WORK INSTRUCTION: Give the records again exactly, with every character kept.

PROVIDED INFORMATION:
•••••

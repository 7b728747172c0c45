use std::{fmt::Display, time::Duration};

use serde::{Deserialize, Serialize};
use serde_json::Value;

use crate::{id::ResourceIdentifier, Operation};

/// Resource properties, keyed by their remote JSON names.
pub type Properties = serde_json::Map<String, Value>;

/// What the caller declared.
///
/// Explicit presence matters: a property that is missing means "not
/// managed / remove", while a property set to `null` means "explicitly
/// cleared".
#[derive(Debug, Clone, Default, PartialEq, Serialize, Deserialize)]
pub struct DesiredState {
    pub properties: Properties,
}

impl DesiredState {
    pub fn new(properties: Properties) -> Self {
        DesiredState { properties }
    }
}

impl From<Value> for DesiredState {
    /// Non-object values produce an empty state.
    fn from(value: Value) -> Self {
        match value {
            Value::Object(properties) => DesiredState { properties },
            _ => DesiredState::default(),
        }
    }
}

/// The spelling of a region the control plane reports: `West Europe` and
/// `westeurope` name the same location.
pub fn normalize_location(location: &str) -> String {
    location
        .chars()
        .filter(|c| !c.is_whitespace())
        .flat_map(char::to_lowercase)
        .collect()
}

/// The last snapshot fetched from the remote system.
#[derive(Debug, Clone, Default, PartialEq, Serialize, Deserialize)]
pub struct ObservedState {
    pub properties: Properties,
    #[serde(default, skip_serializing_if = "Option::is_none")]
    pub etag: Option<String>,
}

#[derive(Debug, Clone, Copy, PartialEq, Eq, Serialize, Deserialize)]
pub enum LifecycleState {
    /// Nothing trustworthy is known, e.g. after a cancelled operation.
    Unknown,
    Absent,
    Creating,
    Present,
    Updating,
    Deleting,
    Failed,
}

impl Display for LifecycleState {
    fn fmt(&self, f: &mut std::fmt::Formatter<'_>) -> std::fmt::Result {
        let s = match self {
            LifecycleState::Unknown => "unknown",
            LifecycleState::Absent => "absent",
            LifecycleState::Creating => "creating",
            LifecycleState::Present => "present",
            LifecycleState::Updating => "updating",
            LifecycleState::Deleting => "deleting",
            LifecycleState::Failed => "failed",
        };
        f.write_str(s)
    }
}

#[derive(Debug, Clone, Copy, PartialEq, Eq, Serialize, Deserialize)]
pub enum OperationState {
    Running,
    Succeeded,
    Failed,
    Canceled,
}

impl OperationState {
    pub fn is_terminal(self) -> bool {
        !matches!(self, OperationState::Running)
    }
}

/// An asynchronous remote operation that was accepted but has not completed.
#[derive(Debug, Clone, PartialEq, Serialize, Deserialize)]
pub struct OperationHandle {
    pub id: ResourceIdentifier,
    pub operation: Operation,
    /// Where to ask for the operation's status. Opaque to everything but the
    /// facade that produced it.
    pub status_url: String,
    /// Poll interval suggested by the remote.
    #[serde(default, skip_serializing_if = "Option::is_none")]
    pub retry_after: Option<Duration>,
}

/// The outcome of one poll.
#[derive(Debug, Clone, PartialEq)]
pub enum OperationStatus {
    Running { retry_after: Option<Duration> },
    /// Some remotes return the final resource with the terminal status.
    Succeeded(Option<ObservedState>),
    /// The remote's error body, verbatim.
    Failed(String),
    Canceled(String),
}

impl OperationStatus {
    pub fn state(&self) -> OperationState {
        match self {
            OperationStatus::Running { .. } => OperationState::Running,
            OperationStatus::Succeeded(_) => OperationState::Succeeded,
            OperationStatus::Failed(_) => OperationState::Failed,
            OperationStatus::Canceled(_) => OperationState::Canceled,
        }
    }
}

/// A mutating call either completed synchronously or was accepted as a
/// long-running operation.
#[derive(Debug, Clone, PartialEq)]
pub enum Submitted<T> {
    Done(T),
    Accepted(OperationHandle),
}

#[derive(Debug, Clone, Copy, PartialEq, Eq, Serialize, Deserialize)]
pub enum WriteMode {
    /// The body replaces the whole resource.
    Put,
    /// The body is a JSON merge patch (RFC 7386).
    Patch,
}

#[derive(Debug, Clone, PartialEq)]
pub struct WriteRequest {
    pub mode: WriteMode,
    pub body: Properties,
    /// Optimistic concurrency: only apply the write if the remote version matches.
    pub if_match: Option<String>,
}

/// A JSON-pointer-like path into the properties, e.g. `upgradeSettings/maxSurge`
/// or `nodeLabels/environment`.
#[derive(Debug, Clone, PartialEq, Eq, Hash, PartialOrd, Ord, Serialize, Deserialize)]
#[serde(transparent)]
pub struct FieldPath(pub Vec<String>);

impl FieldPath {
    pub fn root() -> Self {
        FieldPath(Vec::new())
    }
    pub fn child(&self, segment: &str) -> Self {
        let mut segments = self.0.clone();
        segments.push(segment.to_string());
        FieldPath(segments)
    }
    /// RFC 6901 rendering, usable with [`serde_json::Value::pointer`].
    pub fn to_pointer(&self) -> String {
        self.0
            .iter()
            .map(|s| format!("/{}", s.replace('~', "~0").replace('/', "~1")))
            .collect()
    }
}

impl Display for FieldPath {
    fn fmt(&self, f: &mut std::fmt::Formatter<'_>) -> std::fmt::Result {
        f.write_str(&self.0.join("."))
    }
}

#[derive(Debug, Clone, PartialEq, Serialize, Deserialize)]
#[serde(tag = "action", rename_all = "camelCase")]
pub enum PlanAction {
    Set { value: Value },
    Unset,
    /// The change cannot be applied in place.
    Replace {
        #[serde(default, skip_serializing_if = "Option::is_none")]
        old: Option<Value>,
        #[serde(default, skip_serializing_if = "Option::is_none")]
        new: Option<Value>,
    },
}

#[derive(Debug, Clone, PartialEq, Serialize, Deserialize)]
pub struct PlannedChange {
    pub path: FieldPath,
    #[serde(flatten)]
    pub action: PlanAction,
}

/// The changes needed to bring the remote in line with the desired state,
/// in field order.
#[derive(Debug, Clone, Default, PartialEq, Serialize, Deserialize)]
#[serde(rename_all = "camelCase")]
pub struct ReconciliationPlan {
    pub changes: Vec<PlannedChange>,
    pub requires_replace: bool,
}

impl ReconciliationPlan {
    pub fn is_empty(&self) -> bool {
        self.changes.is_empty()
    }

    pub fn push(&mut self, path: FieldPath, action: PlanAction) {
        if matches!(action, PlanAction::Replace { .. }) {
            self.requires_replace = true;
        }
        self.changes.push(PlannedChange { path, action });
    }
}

•••••

EXERCISE SOLUTION:
repository 7b728747172c0c45
use std::{fmt::Display, time::Duration};

use serde::{Deserialize, Serialize};
use serde_json::Value;

use crate::{id::ResourceIdentifier, Operation};

/// Resource properties, keyed by their remote JSON names.
pub type Properties = serde_json::Map<String, Value>;

/// What the caller declared.
///
/// Explicit presence matters: a property that is missing means "not
/// managed / remove", while a property set to `null` means "explicitly
/// cleared".
#[derive(Debug, Clone, Default, PartialEq, Serialize, Deserialize)]
pub struct DesiredState {
    pub properties: Properties,
}

impl DesiredState {
    pub fn new(properties: Properties) -> Self {
        DesiredState { properties }
    }
}

impl From<Value> for DesiredState {
    /// Non-object values produce an empty state.
    fn from(value: Value) -> Self {
        match value {
            Value::Object(properties) => DesiredState { properties },
            _ => DesiredState::default(),
        }
    }
}

/// The spelling of a region the control plane reports: `West Europe` and
/// `westeurope` name the same location.
pub fn normalize_location(location: &str) -> String {
    location
        .chars()
        .filter(|c| !c.is_whitespace())
        .flat_map(char::to_lowercase)
        .collect()
}

/// The last snapshot fetched from the remote system.
#[derive(Debug, Clone, Default, PartialEq, Serialize, Deserialize)]
pub struct ObservedState {
    pub properties: Properties,
    #[serde(default, skip_serializing_if = "Option::is_none")]
    pub etag: Option<String>,
}

#[derive(Debug, Clone, Copy, PartialEq, Eq, Serialize, Deserialize)]
pub enum LifecycleState {
    /// Nothing trustworthy is known, e.g. after a cancelled operation.
    Unknown,
    Absent,
    Creating,
    Present,
    Updating,
    Deleting,
    Failed,
}

impl Display for LifecycleState {
    fn fmt(&self, f: &mut std::fmt::Formatter<'_>) -> std::fmt::Result {
        let s = match self {
            LifecycleState::Unknown => "unknown",
            LifecycleState::Absent => "absent",
            LifecycleState::Creating => "creating",
            LifecycleState::Present => "present",
            LifecycleState::Updating => "updating",
            LifecycleState::Deleting => "deleting",
            LifecycleState::Failed => "failed",
        };
        f.write_str(s)
    }
}

#[derive(Debug, Clone, Copy, PartialEq, Eq, Serialize, Deserialize)]
pub enum OperationState {
    Running,
    Succeeded,
    Failed,
    Canceled,
}

impl OperationState {
    pub fn is_terminal(self) -> bool {
        !matches!(self, OperationState::Running)
    }
}

/// An asynchronous remote operation that was accepted but has not completed.
#[derive(Debug, Clone, PartialEq, Serialize, Deserialize)]
pub struct OperationHandle {
    pub id: ResourceIdentifier,
    pub operation: Operation,
    /// Where to ask for the operation's status. Opaque to everything but the
    /// facade that produced it.
    pub status_url: String,
    /// Poll interval suggested by the remote.
    #[serde(default, skip_serializing_if = "Option::is_none")]
    pub retry_after: Option<Duration>,
}

/// The outcome of one poll.
#[derive(Debug, Clone, PartialEq)]
pub enum OperationStatus {
    Running { retry_after: Option<Duration> },
    /// Some remotes return the final resource with the terminal status.
    Succeeded(Option<ObservedState>),
    /// The remote's error body, verbatim.
    Failed(String),
    Canceled(String),
}

impl OperationStatus {
    pub fn state(&self) -> OperationState {
        match self {
            OperationStatus::Running { .. } => OperationState::Running,
            OperationStatus::Succeeded(_) => OperationState::Succeeded,
            OperationStatus::Failed(_) => OperationState::Failed,
            OperationStatus::Canceled(_) => OperationState::Canceled,
        }
    }
}

/// A mutating call either completed synchronously or was accepted as a
/// long-running operation.
#[derive(Debug, Clone, PartialEq)]
pub enum Submitted<T> {
    Done(T),
    Accepted(OperationHandle),
}

#[derive(Debug, Clone, Copy, PartialEq, Eq, Serialize, Deserialize)]
pub enum WriteMode {
    /// The body replaces the whole resource.
    Put,
    /// The body is a JSON merge patch (RFC 7386).
    Patch,
}

#[derive(Debug, Clone, PartialEq)]
pub struct WriteRequest {
    pub mode: WriteMode,
    pub body: Properties,
    /// Optimistic concurrency: only apply the write if the remote version matches.
    pub if_match: Option<String>,
}

/// A JSON-pointer-like path into the properties, e.g. `upgradeSettings/maxSurge`
/// or `nodeLabels/environment`.
#[derive(Debug, Clone, PartialEq, Eq, Hash, PartialOrd, Ord, Serialize, Deserialize)]
#[serde(transparent)]
pub struct FieldPath(pub Vec<String>);

impl FieldPath {
    pub fn root() -> Self {
        FieldPath(Vec::new())
    }
    pub fn child(&self, segment: &str) -> Self {
        let mut segments = self.0.clone();
        segments.push(segment.to_string());
        FieldPath(segments)
    }
    /// RFC 6901 rendering, usable with [`serde_json::Value::pointer`].
    pub fn to_pointer(&self) -> String {
        self.0
            .iter()
            .map(|s| format!("/{}", s.replace('~', "~0").replace('/', "~1")))
            .collect()
    }
}

impl Display for FieldPath {
    fn fmt(&self, f: &mut std::fmt::Formatter<'_>) -> std::fmt::Result {
        f.write_str(&self.0.join("."))
    }
}

#[derive(Debug, Clone, PartialEq, Serialize, Deserialize)]
#[serde(tag = "action", rename_all = "camelCase")]
pub enum PlanAction {
    Set { value: Value },
    Unset,
    /// The change cannot be applied in place.
    Replace {
        #[serde(default, skip_serializing_if = "Option::is_none")]
        old: Option<Value>,
        #[serde(default, skip_serializing_if = "Option::is_none")]
        new: Option<Value>,
    },
}

#[derive(Debug, Clone, PartialEq, Serialize, Deserialize)]
pub struct PlannedChange {
    pub path: FieldPath,
    #[serde(flatten)]
    pub action: PlanAction,
}

/// The changes needed to bring the remote in line with the desired state,
/// in field order.
#[derive(Debug, Clone, Default, PartialEq, Serialize, Deserialize)]
#[serde(rename_all = "camelCase")]
pub struct ReconciliationPlan {
    pub changes: Vec<PlannedChange>,
    pub requires_replace: bool,
}

impl ReconciliationPlan {
    pub fn is_empty(&self) -> bool {
        self.changes.is_empty()
    }

    pub fn push(&mut self, path: FieldPath, action: PlanAction) {
        if matches!(action, PlanAction::Replace { .. }) {
            self.requires_replace = true;
        }
        self.changes.push(PlannedChange { path, action });
    }
}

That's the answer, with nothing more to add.